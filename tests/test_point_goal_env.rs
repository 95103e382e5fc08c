use anyhow::Result;
use goal_env::dummy::PointGoalEnv;
use goal_env::{
    BatchGoalDict, BatchGoalRewardEnv, GoalDict, GoalEnv, GoalEnvConfig, GoalKey, RewardType,
};
use ndarray::{array, Axis};
use tempdir::TempDir;

fn init() {
    let _ = env_logger::builder().is_test(true).try_init();
}

fn sparse_env(seed: u64) -> PointGoalEnv {
    PointGoalEnv::new(GoalEnvConfig::default(), seed)
}

fn dense_env(seed: u64) -> PointGoalEnv {
    let config = GoalEnvConfig::default().reward_type(RewardType::Dense);
    PointGoalEnv::new(config, seed)
}

#[test]
fn test_sparse_reward_around_threshold() {
    init();
    // distance_threshold = 0.05
    let env = sparse_env(0);
    let achieved = array![0.0f32, 0.0];
    assert_eq!(env.distance_reward(&achieved, &array![0.0f32, 0.04]), 0.0);
    assert_eq!(env.distance_reward(&achieved, &array![0.0f32, 0.05]), 0.0);
    assert_eq!(env.distance_reward(&achieved, &array![0.0f32, 0.06]), -1.0);
}

#[test]
fn test_dense_reward_is_negative_distance() {
    init();
    let env = dense_env(0);
    let achieved = array![0.0f32, 0.0];
    assert_eq!(env.distance_reward(&achieved, &array![0.0f32, 0.04]), -0.04);
    assert_eq!(env.distance_reward(&achieved, &array![3.0f32, 4.0]), -5.0);
}

#[test]
fn test_success_uses_strict_comparison() {
    init();
    let env = sparse_env(0);
    let achieved = array![0.0f32, 0.0];
    assert_eq!(env.is_success(&achieved, &array![0.0f32, 0.04]), 1.0);
    assert_eq!(env.is_success(&achieved, &array![0.0f32, 0.06]), 0.0);

    // A distance exactly at the threshold earns the sparse reward 0.0 but
    // does not count as a success.
    let at_threshold = array![0.0f32, 0.05];
    assert_eq!(env.distance_reward(&achieved, &at_threshold), 0.0);
    assert_eq!(env.is_success(&achieved, &at_threshold), 0.0);
}

#[test]
fn test_sample_goal_equals_first_of_batch() {
    init();
    let mut env1 = sparse_env(42);
    let mut env2 = sparse_env(42);
    assert_eq!(env1.sample_goal(), env2.sample_goals(1).unbatchify(0));
}

#[test]
fn test_sample_goals_keyed_like_get_goal() {
    init();
    let mut env = sparse_env(7);
    let goal = env.get_goal();
    let goals = env.sample_goals(3);
    assert_eq!(goals.batch_size(), 3);
    assert_eq!(goal.len(), goals.len());
    for k in goal.keys() {
        assert!(goals.get(*k).is_some());
    }
}

#[test]
fn test_compute_reward_equals_batch_of_one() {
    init();
    for env in [sparse_env(3), dense_env(3)].iter() {
        let obs = GoalDict::from_slice(&[
            (GoalKey::AchievedGoal, array![0.1f32, 0.2]),
            (GoalKey::DesiredGoal, array![0.3f32, 0.4]),
        ]);
        let action = array![0.0f32, 0.0];
        let actions = action.clone().insert_axis(Axis(0));
        let rewards = env.compute_rewards(&actions, &obs.to_batch());
        assert_eq!(env.compute_reward(&action, &obs), rewards[0]);
    }
}

#[test]
fn test_compute_rewards_over_batch() {
    init();
    let env = sparse_env(5);
    let obs = BatchGoalDict::from_slice(&[
        (GoalKey::AchievedGoal, array![[0.0f32, 0.0], [0.0, 0.0]]),
        (GoalKey::DesiredGoal, array![[0.0f32, 0.04], [0.0, 0.5]]),
    ]);
    let actions = array![[0.0f32, 0.0], [0.0, 0.0]];
    assert_eq!(env.compute_rewards(&actions, &obs), array![0.0f32, -1.0]);
}

#[test]
fn test_unbatchify_slices_at_index() {
    init();
    let batch = BatchGoalDict::from_slice(&[
        (GoalKey::DesiredGoal, array![[1.0f32, 2.0], [3.0, 4.0]]),
        (GoalKey::StateDesiredGoal, array![[5.0f32, 6.0], [7.0, 8.0]]),
    ]);
    let g = batch.unbatchify(1);
    assert_eq!(g.get(GoalKey::DesiredGoal), Some(&array![3.0f32, 4.0]));
    assert_eq!(g.get(GoalKey::StateDesiredGoal), Some(&array![7.0f32, 8.0]));

    // batchify is a second name for the same operation
    assert_eq!(batch.batchify(0), batch.unbatchify(0));
    assert_eq!(batch.batchify(1), batch.unbatchify(1));
}

#[test]
fn test_batch_of_one_round_trip() {
    init();
    let goal = GoalDict::from_slice(&[
        (GoalKey::DesiredGoal, array![1.0f32, 2.0]),
        (GoalKey::StateDesiredGoal, array![3.0f32, 4.0]),
    ]);
    let batch = goal.to_batch();
    assert_eq!(batch.batch_size(), 1);
    assert_eq!(batch.unbatchify(0), goal);
}

#[test]
fn test_step_never_terminates() -> Result<()> {
    init();
    let mut env = sparse_env(11);
    let act = array![0.5f32, -0.25];
    for _ in 0..3 {
        env.simulate(&act);
        let (step, record) = env.step(&act);
        assert!(!step.is_terminated);
        assert!(!step.is_done());

        let achieved = step.obs.try_get(GoalKey::AchievedGoal)?.clone();
        assert_eq!(step.reward, env.distance_reward(&achieved, env.state_goal()));
        assert_eq!(
            step.info.is_success,
            env.is_success(&achieved, env.state_goal())
        );
        assert_eq!(record.get_scalar("reward")?, step.reward);
        assert_eq!(record.get_scalar("is_success")?, step.info.is_success);
    }
    Ok(())
}

#[test]
fn test_reset_replaces_goal() {
    init();
    let mut env = sparse_env(13);
    let goal_before = env.state_goal().clone();
    let obs = env.reset();
    assert_eq!(obs.get(GoalKey::Observation), Some(&array![0.0f32, 0.0]));
    assert_ne!(env.state_goal(), &goal_before);
    assert_eq!(obs.get(GoalKey::DesiredGoal), Some(env.state_goal()));
}

#[test]
fn test_diagnostics_default_is_empty() {
    init();

    struct Minimal {
        config: GoalEnvConfig,
        goal: ndarray::Array1<f32>,
    }

    impl GoalEnv for Minimal {
        type Act = ndarray::Array1<f32>;

        fn config(&self) -> &GoalEnvConfig {
            &self.config
        }

        fn state_goal(&self) -> &ndarray::Array1<f32> {
            &self.goal
        }

        fn observe(&self) -> GoalDict {
            GoalDict::from_slice(&[(GoalKey::AchievedGoal, self.goal.clone())])
        }

        fn get_goal(&self) -> GoalDict {
            GoalDict::from_slice(&[(GoalKey::DesiredGoal, self.goal.clone())])
        }

        fn sample_goals(&mut self, batch_size: usize) -> BatchGoalDict {
            BatchGoalDict::from_slice(&[(
                GoalKey::DesiredGoal,
                ndarray::Array2::zeros((batch_size, 2)),
            )])
        }
    }

    let env = Minimal {
        config: GoalEnvConfig::default(),
        goal: array![0.0f32, 0.0],
    };
    assert!(env.get_diagnostics().is_empty());

    // the point env overrides the default
    let env = sparse_env(17);
    assert!(env.get_diagnostics().get_scalar("final_distance").is_ok());
}

#[test]
fn test_config_yaml_round_trip() -> Result<()> {
    init();
    let config = GoalEnvConfig::default()
        .reward_type(RewardType::Dense)
        .distance_threshold(0.1);

    let dir = TempDir::new("goal_env_config")?;
    let path = dir.path().join("config.yaml");
    config.save(&path)?;
    let config_ = GoalEnvConfig::load(&path)?;
    assert_eq!(config, config_);
    Ok(())
}

#[test]
fn test_reward_type_recognizes_sparse_or_anything_else() {
    init();
    let config: GoalEnvConfig =
        serde_yaml::from_str("reward_type: sparse\ndistance_threshold: 0.05\n").unwrap();
    assert_eq!(config.reward_type, RewardType::Sparse);

    let config: GoalEnvConfig =
        serde_yaml::from_str("reward_type: euclidean\ndistance_threshold: 0.05\n").unwrap();
    assert_eq!(config.reward_type, RewardType::Dense);
}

PROMPT:
Report the count of lines in the entries that contain the string "AchievedGoal", and nothing besides it.

TASK RESPONSE:
4